In less secure places, a standing pyx might be placed on the altar during Mass, Lauds, and Vespers, or at other times when the church was well attended.
Where the danger of invasion was greater, this same period saw the introduction of aumbries within the sanctuary. The aumbry was a sort of tabernacle built into the wall; much more secure than a box accessible from all sides. Earlier aumbries built in the sacristy wall continued to be used for the Holy Oils. Throughout the middle ages, the aumbry developed into a wall mounted tabernacle, protruding further and further from the wall.
A rather unique method of Eucharistic reservation was devised in medieval Germany. An elaborate metallic cage, known as a Sacrament House, was built large and strong enough to resist vandals, while allowing the pyx to be seen through the bars of the cage. A sort of perpetual exposition; but with mechanical safety.
The tabernacle as we know it, mounted on or over the main altar came into more widespread use toward the end of the middle ages. Better metalworking and lock making techniques, coupled with the expulsion of the Moslems from Europe and the conversion of the Barbarians made it possible. It became the canonical method of reserving the Sacred Host just after the Council of Trent.
Thus, we see that the Blessed Sacrament was reserved by Catholics from the earliest days. Considerations of safety governed the method of reservation, but a desire to have it in the church, in public view, at least part of the time is obvious. By the eleventh century the concept of worshipping our Lord in the Blessed Sacrament outside of Mass became so widespread as to require some method of visible reservation in virtually all Catholic churches.
In cathedrals there is usually a prominent altar of reservation apart from the altar used to sing the Office and Pontifical Mass. This stems from the idea that the some of the rubrics for pontifical ceremonies (eg: wearing the mitre, or sitting on the faldstool) might appear to show a lack of reverence for the Blessed Sacrament. Monasteries often have a similar arrangement.
The modernists' push to hide the Blessed Sacrament in the churches they control simply parallels the attempt to alter the Mass in such a way as to deny the Real Presence of Christ and the sacrificial nature of the Mass. It stands to reason that those who hold the presence of the "People of God" as the "real presence" would not want to be reminded or "confused" by the True Presence of Jesus Christ in the Most Blessed Sacrament of the Altar.
The documents of Vatican II say nothing about the location of the tabernacle.

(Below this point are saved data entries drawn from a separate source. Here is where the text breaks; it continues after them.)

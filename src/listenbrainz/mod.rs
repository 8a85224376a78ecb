//! # ListenBrainz Module
//!
//! Client for the ListenBrainz statistics API. Only the "top releases of a
//! user" endpoint is used:
//!
//! - `GET /1/stats/user/{user}/releases?count=N&offset=0&range=month|year`
//!
//! ListenBrainz answers `204 No Content` while statistics are still being
//! computed and may omit or mangle the payload. Any answer that does not carry
//! a `payload.releases` array is read as zero releases so that the report
//! degrades to "nothing to post" instead of failing.

use reqwest::Client;
use serde_json::Value;

use crate::{
    error::{Error, check_status},
    types::{ListenBrainzRelease, Period, ReleaseRecord},
    warning,
};

/// Something that ranks the releases a user listened to.
#[allow(async_fn_in_trait)]
pub trait ReleaseSource {
    async fn top_releases(
        &self,
        user: &str,
        count: u32,
        period: Period,
    ) -> Result<Vec<ReleaseRecord>, Error>;
}

pub struct ListenBrainzClient {
    client: Client,
    base_url: String,
}

impl ListenBrainzClient {
    pub fn new(client: Client, base_url: &str) -> Self {
        Self {
            client,
            base_url: base_url.trim_end_matches('/').to_string(),
        }
    }
}

impl ReleaseSource for ListenBrainzClient {
    async fn top_releases(
        &self,
        user: &str,
        count: u32,
        period: Period,
    ) -> Result<Vec<ReleaseRecord>, Error> {
        let api_url = format!(
            "{url}/1/stats/user/{user}/releases?count={count}&offset=0&range={range}",
            url = self.base_url,
            user = urlencoding::encode(user),
            count = count,
            range = period.as_range()
        );

        let response = self.client.get(&api_url).send().await?;
        let response = check_status(response).await?;
        let body = response.text().await?;

        Ok(parse_releases(&body))
    }
}

/// Reads the releases out of a statistics payload.
///
/// Anything that is not a JSON object with a `payload.releases` array yields
/// an empty list. Entries that cannot be read are skipped.
pub fn parse_releases(body: &str) -> Vec<ReleaseRecord> {
    let json: Value = match serde_json::from_str(body) {
        Ok(json) => json,
        Err(_) => return Vec::new(),
    };

    let Some(items) = json
        .get("payload")
        .and_then(|payload| payload.get("releases"))
        .and_then(Value::as_array)
    else {
        return Vec::new();
    };

    items
        .iter()
        .filter_map(|item| {
            match serde_json::from_value::<ListenBrainzRelease>(item.clone()) {
                Ok(release) => Some(ReleaseRecord::from(release)),
                Err(e) => {
                    warning!("Skipping unreadable ListenBrainz release: {}", e);
                    None
                }
            }
        })
        .collect()
}

#[cfg(test)]
mod tests {
    use super::*;

    #[test]
    fn reads_release_entries() {
        let body = r#"{
            "payload": {
                "count": 2,
                "range": "month",
                "releases": [
                    {
                        "artist_mbids": ["a1"],
                        "artist_name": "Artist X",
                        "listen_count": 31,
                        "release_mbid": "mbid1",
                        "release_name": "Album A"
                    },
                    {
                        "artist_mbids": null,
                        "artist_name": "Some Podcast",
                        "listen_count": 12,
                        "release_mbid": null,
                        "release_name": "Episode 7"
                    }
                ]
            }
        }"#;

        let releases = parse_releases(body);

        assert_eq!(releases.len(), 2);
        assert_eq!(releases[0].release_mbid, "mbid1");
        assert_eq!(releases[0].artist_mbids, vec!["a1".to_string()]);
        assert_eq!(releases[0].listen_count, 31);
        assert_eq!(releases[1].release_mbid, "");
        assert!(releases[1].artist_mbids.is_empty());
        assert!(releases.iter().all(|r| r.covers.is_empty()));
    }

    #[test]
    fn malformed_payloads_are_empty() {
        for body in [
            "",
            "not json",
            "null",
            "[]",
            r#"{"error": "nope"}"#,
            r#"{"payload": null}"#,
            r#"{"payload": {"releases": "x"}}"#,
        ] {
            assert!(parse_releases(body).is_empty(), "{body}");
        }
    }
}
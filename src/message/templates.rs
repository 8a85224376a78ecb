use chrono::Locale;

/// Locale used when the requested one has no templates.
pub const FALLBACK_LOCALE: &str = "en_GB.UTF-8";

/// Verbosity level of a rendering, from most to least verbose.
#[derive(Debug, Clone, Copy, PartialEq, Eq, Hash)]
pub enum Tier {
    Normal,
    Short,
    Shorter,
}

impl Tier {
    pub const ALL: [Tier; 3] = [Tier::Normal, Tier::Short, Tier::Shorter];
}

/// Placeholders a heading template expects.
#[derive(Debug, Clone, Copy, PartialEq, Eq)]
pub enum HeadingArity {
    /// Only `{period}`.
    Period,
    /// `{count}` and `{period}`.
    CountAndPeriod,
}

/// Heading and line template of one tier in one locale.
#[derive(Debug, Clone, Copy, PartialEq, Eq)]
pub struct Templates {
    pub heading: &'static str,
    pub arity: HeadingArity,
    pub line: &'static str,
}

impl Templates {
    pub fn render_heading(&self, count: usize, period_label: &str) -> String {
        match self.arity {
            HeadingArity::Period => fill(self.heading, &[("period", period_label)]),
            HeadingArity::CountAndPeriod => fill(
                self.heading,
                &[("count", &count.to_string()), ("period", period_label)],
            ),
        }
    }

    pub fn render_line(&self, rank: usize, release: &str, artist: &str) -> String {
        fill(
            self.line,
            &[
                ("rank", &rank.to_string()),
                ("release", release),
                ("artist", artist),
            ],
        )
    }
}

/// Replaces `{name}` placeholders in a single pass; substituted values are
/// never scanned again.
fn fill(template: &str, values: &[(&str, &str)]) -> String {
    let mut out = String::with_capacity(template.len());
    let mut rest = template;

    while let Some(start) = rest.find('{') {
        out.push_str(&rest[..start]);
        let tail = &rest[start + 1..];
        let value = tail.find('}').and_then(|end| {
            values
                .iter()
                .find(|(name, _)| *name == &tail[..end])
                .map(|(_, value)| (end, *value))
        });
        match value {
            Some((end, value)) => {
                out.push_str(value);
                rest = &tail[end + 1..];
            }
            None => {
                out.push('{');
                rest = tail;
            }
        }
    }

    out.push_str(rest);
    out
}

const fn templates(heading: &'static str, line: &'static str) -> Templates {
    Templates {
        heading,
        arity: HeadingArity::Period,
        line,
    }
}

static TEMPLATES: &[(Tier, &str, Templates)] = &[
    (
        Tier::Normal,
        "en_GB.UTF-8",
        templates("#TopAlbums in {period}\n", "{rank}. {release} (by {artist})\n"),
    ),
    (
        Tier::Normal,
        "es_ES.UTF-8",
        templates("#TopDiscos de {period}\n", "{rank}. {release} (por {artist})\n"),
    ),
    (
        Tier::Short,
        "en_GB.UTF-8",
        templates("#TopAlbums in {period}\n", "{rank} {release} (by {artist})\n"),
    ),
    (
        Tier::Short,
        "es_ES.UTF-8",
        templates("#TopDiscos de {period}\n", "{rank} {release} (por {artist})\n"),
    ),
    (
        Tier::Shorter,
        "en_GB.UTF-8",
        templates("#TopAlbums in {period}\n", "{rank} {release} ({artist})\n"),
    ),
    (
        Tier::Shorter,
        "es_ES.UTF-8",
        templates("#TopDiscos de {period}\n", "{rank} {release} ({artist})\n"),
    ),
];

/// Templates of `tier` for `locale`, if that pair exists.
pub fn lookup(tier: Tier, locale: &str) -> Option<&'static Templates> {
    TEMPLATES
        .iter()
        .find(|(t, l, _)| *t == tier && *l == locale)
        .map(|(_, _, templates)| templates)
}

/// Locale used for month names.
pub fn time_locale(locale: &str) -> Locale {
    match locale.split('.').next().unwrap_or_default() {
        "es_ES" => Locale::es_ES,
        _ => Locale::en_GB,
    }
}
use crate::{
    error::Error,
    listenbrainz::ReleaseSource,
    musicbrainz::CoverSource,
    types::{Period, ReleaseRecord},
    utils, warning,
};

/// Parameters of one pipeline run.
#[derive(Debug, Clone)]
pub struct ReleaseQuery<'a> {
    pub user: &'a str,
    /// How many ranked releases to ask for. Should be comfortably larger than
    /// `verified_count` since unverified entries get dropped.
    pub request_count: u32,
    pub verified_count: usize,
    pub period: Period,
}

/// Dedupes, drops unverified releases and keeps the first `verified_count`.
pub fn select_verified(mut releases: Vec<ReleaseRecord>, verified_count: usize) -> Vec<ReleaseRecord> {
    utils::remove_duplicate_releases(&mut releases);
    utils::remove_unverified_releases(&mut releases);
    releases.truncate(verified_count);
    releases
}

/// Fetches the ranked releases of the period, unfiltered.
pub async fn fetch_releases<H: ReleaseSource>(
    history: &H,
    query: &ReleaseQuery<'_>,
) -> Result<Vec<ReleaseRecord>, Error> {
    history
        .top_releases(query.user, query.request_count, query.period)
        .await
}

/// Fills in the front covers of every release.
///
/// A failed lookup leaves that release without covers; the report can still be
/// posted as text.
pub async fn attach_covers<C: CoverSource>(covers: &C, releases: &mut [ReleaseRecord]) {
    for release in releases.iter_mut() {
        match covers.front_covers(&release.release_mbid).await {
            Ok(images) => release.covers = images,
            Err(e) => warning!(
                "Cannot fetch covers for \"{}\" ({}): {}",
                release.release_name,
                release.release_mbid,
                e
            ),
        }
    }
}

/// Fetch, dedupe, verify, truncate and decorate with covers, in that order.
pub async fn fetch_top_releases<H: ReleaseSource, C: CoverSource>(
    history: &H,
    covers: &C,
    query: &ReleaseQuery<'_>,
) -> Result<Vec<ReleaseRecord>, Error> {
    let releases = fetch_releases(history, query).await?;
    let mut releases = select_verified(releases, query.verified_count);
    attach_covers(covers, &mut releases).await;
    Ok(releases)
}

The 1983 Code of Canon Law says simply that it "should be in a distinguished place in the church or oratory, a place which is conspicuous, suitably adorned and conducive to prayer (n.c. 938.2)." If the main altar of the church is not a location "conducive to prayer," it is only because disregard of the Real Presence has turned too many churches into social halls. The remedy for such a condition is to have people renew their acquaintances and conduct their conversations elsewhere, returning the church to the worship of God. Hiding our Lord is not the solution.
It is hard to imagine how the presence of the Blessed Sacrament on the main altar would "confuse" people. Jesus is truly present in the tabernacle. Why would it confuse anyone that His Body, broken for us, and His Blood, poured out for us in sacrifice, is reserved at the place where that sacrifice is renewed? Why should it confuse anyone that Jesus, present in the tabernacle, also chooses to make Himself present on the altar as His priest renews the Sacrifice of the Cross before Him? The tabernacle contains Christ, the bread and wine become Christ, the altar represents Christ, and the priest is another Christ -- wouldn't it be more confusing to separate all of these than to group them together?